Information given Block Start

pub mod args;
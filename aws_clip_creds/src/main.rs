use crate::clipboard::SystemClipboard;
use crate::error::CredsError;
use clap::Parser;
use std::error::Error;
use std::process::ExitCode;
use tracing_subscriber::EnvFilter;

mod clipboard;
mod error;
mod update;

fn init_tracing(debug: bool) {
    let default_filter = if debug { "debug" } else { "warn" };
    let filter =
        EnvFilter::try_from_default_env().unwrap_or_else(|_| EnvFilter::new(default_filter));

    // stdout is kept for the status line
    tracing_subscriber::fmt()
        .with_writer(std::io::stderr)
        .with_target(debug)
        .with_line_number(debug)
        .with_env_filter(filter)
        .init();
}

fn main() -> ExitCode {
    let args = shared::args::Args::parse();

    init_tracing(args.debug);

    let result = SystemClipboard::new()
        .and_then(|mut clipboard| update::update_profile(&mut clipboard, &args));

    match result {
        Ok(profile_name) => {
            println!("✅ profile updated: {}", profile_name);
            ExitCode::SUCCESS
        }
        Err(e) => {
            report(&e);
            ExitCode::FAILURE
        }
    }
}

fn report(e: &CredsError) {
    println!("❌ {}", e);

    let mut source = e.source();
    while let Some(cause) = source {
        println!("{}", cause);
        source = cause.source();
    }
}
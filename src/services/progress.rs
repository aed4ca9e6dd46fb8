//! Per-file and per-group transfer progress.
//!
//! All state lives in [`TrackerState`], owned by a single task. Upload
//! callbacks and queries reach it through [`ProgressTracker`], a cheap
//! cloneable handle that sends [`Command`]s over an unbounded channel.
//! Because the channel is FIFO, a query sent after an upload returned
//! observes every progress event that upload produced.

use crate::{
    errors::{FileHubError, FileHubResult},
    store::ProgressSink,
};
use std::collections::{HashMap, hash_map::Entry};
use tokio::sync::{mpsc, oneshot};
use tracing::{debug, trace};
use uuid::Uuid;

#[derive(Debug)]
struct GroupState {
    members: Vec<Uuid>,
    percents: HashMap<Uuid, u8>,
}

impl GroupState {
    fn aggregate(&self) -> u8 {
        if self.members.is_empty() {
            return 100;
        }
        let sum: u64 = self
            .members
            .iter()
            .map(|id| u64::from(self.percents.get(id).copied().unwrap_or(0)))
            .sum();
        (sum / self.members.len() as u64) as u8
    }
}

/// In-flight groups keyed by their `{owner}/{group}` prefix.
///
/// A prefix is present exactly while its group upload is running.
#[derive(Debug, Default)]
pub struct TrackerState {
    groups: HashMap<String, GroupState>,
}

impl TrackerState {
    /// Register an upload of `file_ids` under `prefix`; every file starts at 0.
    pub fn begin(&mut self, prefix: &str, file_ids: &[Uuid]) -> FileHubResult<()> {
        match self.groups.entry(prefix.to_string()) {
            Entry::Occupied(_) => Err(FileHubError::GroupUploadInProgress(prefix.to_string())),
            Entry::Vacant(slot) => {
                slot.insert(GroupState {
                    members: file_ids.to_vec(),
                    percents: file_ids.iter().map(|id| (*id, 0)).collect(),
                });
                Ok(())
            }
        }
    }

    /// Apply one progress event. Returns the group aggregate, or `None` when
    /// the group is not (or no longer) tracked.
    ///
    /// Percentages never go backwards. When the aggregate reaches 100 the
    /// group and all of its file entries are dropped.
    pub fn record(&mut self, prefix: &str, file_id: Uuid, percent: u8) -> Option<u8> {
        let group = self.groups.get_mut(prefix)?;
        let slot = group.percents.get_mut(&file_id)?;
        *slot = (*slot).max(percent.min(100));

        let aggregate = group.aggregate();
        if aggregate == 100 {
            self.groups.remove(prefix);
            debug!(prefix, "group transfer complete");
        }
        Some(aggregate)
    }

    /// Forget a group regardless of its progress.
    pub fn release(&mut self, prefix: &str) -> bool {
        self.groups.remove(prefix).is_some()
    }

    pub fn file_progress(&self, prefix: &str, file_id: Uuid) -> FileHubResult<u8> {
        let group = self
            .groups
            .get(prefix)
            .ok_or(FileHubError::GroupAlreadyTransferred)?;
        match group.percents.get(&file_id) {
            Some(&percent) if percent < 100 => Ok(percent),
            _ => Err(FileHubError::FileAlreadyTransferred),
        }
    }

    pub fn group_progress(&self, prefix: &str) -> FileHubResult<u8> {
        self.groups
            .get(prefix)
            .map(GroupState::aggregate)
            .ok_or(FileHubError::GroupAlreadyTransferred)
    }
}

#[derive(Debug)]
enum Command {
    Begin {
        prefix: String,
        file_ids: Vec<Uuid>,
        reply: oneshot::Sender<FileHubResult<()>>,
    },
    Progress {
        prefix: String,
        file_id: Uuid,
        percent: u8,
    },
    Release {
        prefix: String,
    },
    FileProgress {
        prefix: String,
        file_id: Uuid,
        reply: oneshot::Sender<FileHubResult<u8>>,
    },
    GroupProgress {
        prefix: String,
        reply: oneshot::Sender<FileHubResult<u8>>,
    },
}

/// Handle to the progress actor.
#[derive(Clone, Debug)]
pub struct ProgressTracker {
    tx: mpsc::UnboundedSender<Command>,
}

impl ProgressTracker {
    /// Start the actor on the current runtime.
    pub fn spawn() -> Self {
        let (tx, rx) = mpsc::unbounded_channel();
        tokio::spawn(run(rx));
        Self { tx }
    }

    /// False once the actor task is gone.
    pub fn is_running(&self) -> bool {
        !self.tx.is_closed()
    }

    pub async fn begin(&self, prefix: &str, file_ids: Vec<Uuid>) -> FileHubResult<()> {
        let (reply, rx) = oneshot::channel();
        self.send(Command::Begin {
            prefix: prefix.to_string(),
            file_ids,
            reply,
        })?;
        rx.await.map_err(|_| FileHubError::TrackerUnavailable)?
    }

    pub fn release(&self, prefix: &str) {
        let _ = self.send(Command::Release {
            prefix: prefix.to_string(),
        });
    }

    pub async fn file_progress(&self, prefix: &str, file_id: Uuid) -> FileHubResult<u8> {
        let (reply, rx) = oneshot::channel();
        self.send(Command::FileProgress {
            prefix: prefix.to_string(),
            file_id,
            reply,
        })?;
        rx.await.map_err(|_| FileHubError::TrackerUnavailable)?
    }

    pub async fn group_progress(&self, prefix: &str) -> FileHubResult<u8> {
        let (reply, rx) = oneshot::channel();
        self.send(Command::GroupProgress {
            prefix: prefix.to_string(),
            reply,
        })?;
        rx.await.map_err(|_| FileHubError::TrackerUnavailable)?
    }

    /// Sink that forwards a single file's progress into this tracker.
    pub fn reporter(&self, prefix: &str, file_id: Uuid) -> ProgressReporter {
        ProgressReporter {
            tracker: self.clone(),
            prefix: prefix.to_string(),
            file_id,
        }
    }

    fn send(&self, command: Command) -> FileHubResult<()> {
        self.tx
            .send(command)
            .map_err(|_| FileHubError::TrackerUnavailable)
    }
}

async fn run(mut rx: mpsc::UnboundedReceiver<Command>) {
    let mut state = TrackerState::default();
    while let Some(command) = rx.recv().await {
        match command {
            Command::Begin {
                prefix,
                file_ids,
                reply,
            } => {
                let _ = reply.send(state.begin(&prefix, &file_ids));
            }
            Command::Progress {
                prefix,
                file_id,
                percent,
            } => {
                if let Some(aggregate) = state.record(&prefix, file_id, percent) {
                    trace!(%prefix, %file_id, percent, aggregate, "progress");
                }
            }
            Command::Release { prefix } => {
                if state.release(&prefix) {
                    debug!(%prefix, "released unfinished group");
                }
            }
            Command::FileProgress {
                prefix,
                file_id,
                reply,
            } => {
                let _ = reply.send(state.file_progress(&prefix, file_id));
            }
            Command::GroupProgress { prefix, reply } => {
                let _ = reply.send(state.group_progress(&prefix));
            }
        }
    }
    debug!("progress tracker stopped");
}

/// [`ProgressSink`] bound to one file of one group.
#[derive(Clone, Debug)]
pub struct ProgressReporter {
    tracker: ProgressTracker,
    prefix: String,
    file_id: Uuid,
}

impl ProgressSink for ProgressReporter {
    fn report(&self, percent: u8) {
        let _ = self.tracker.send(Command::Progress {
            prefix: self.prefix.clone(),
            file_id: self.file_id,
            percent,
        });
    }
}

Information given Block End

_Action item_
This task calls for each line of the material that contains "source".

_Solution for this task_
    let mut source = e.source();
    while let Some(cause) = source {
        source = cause.source();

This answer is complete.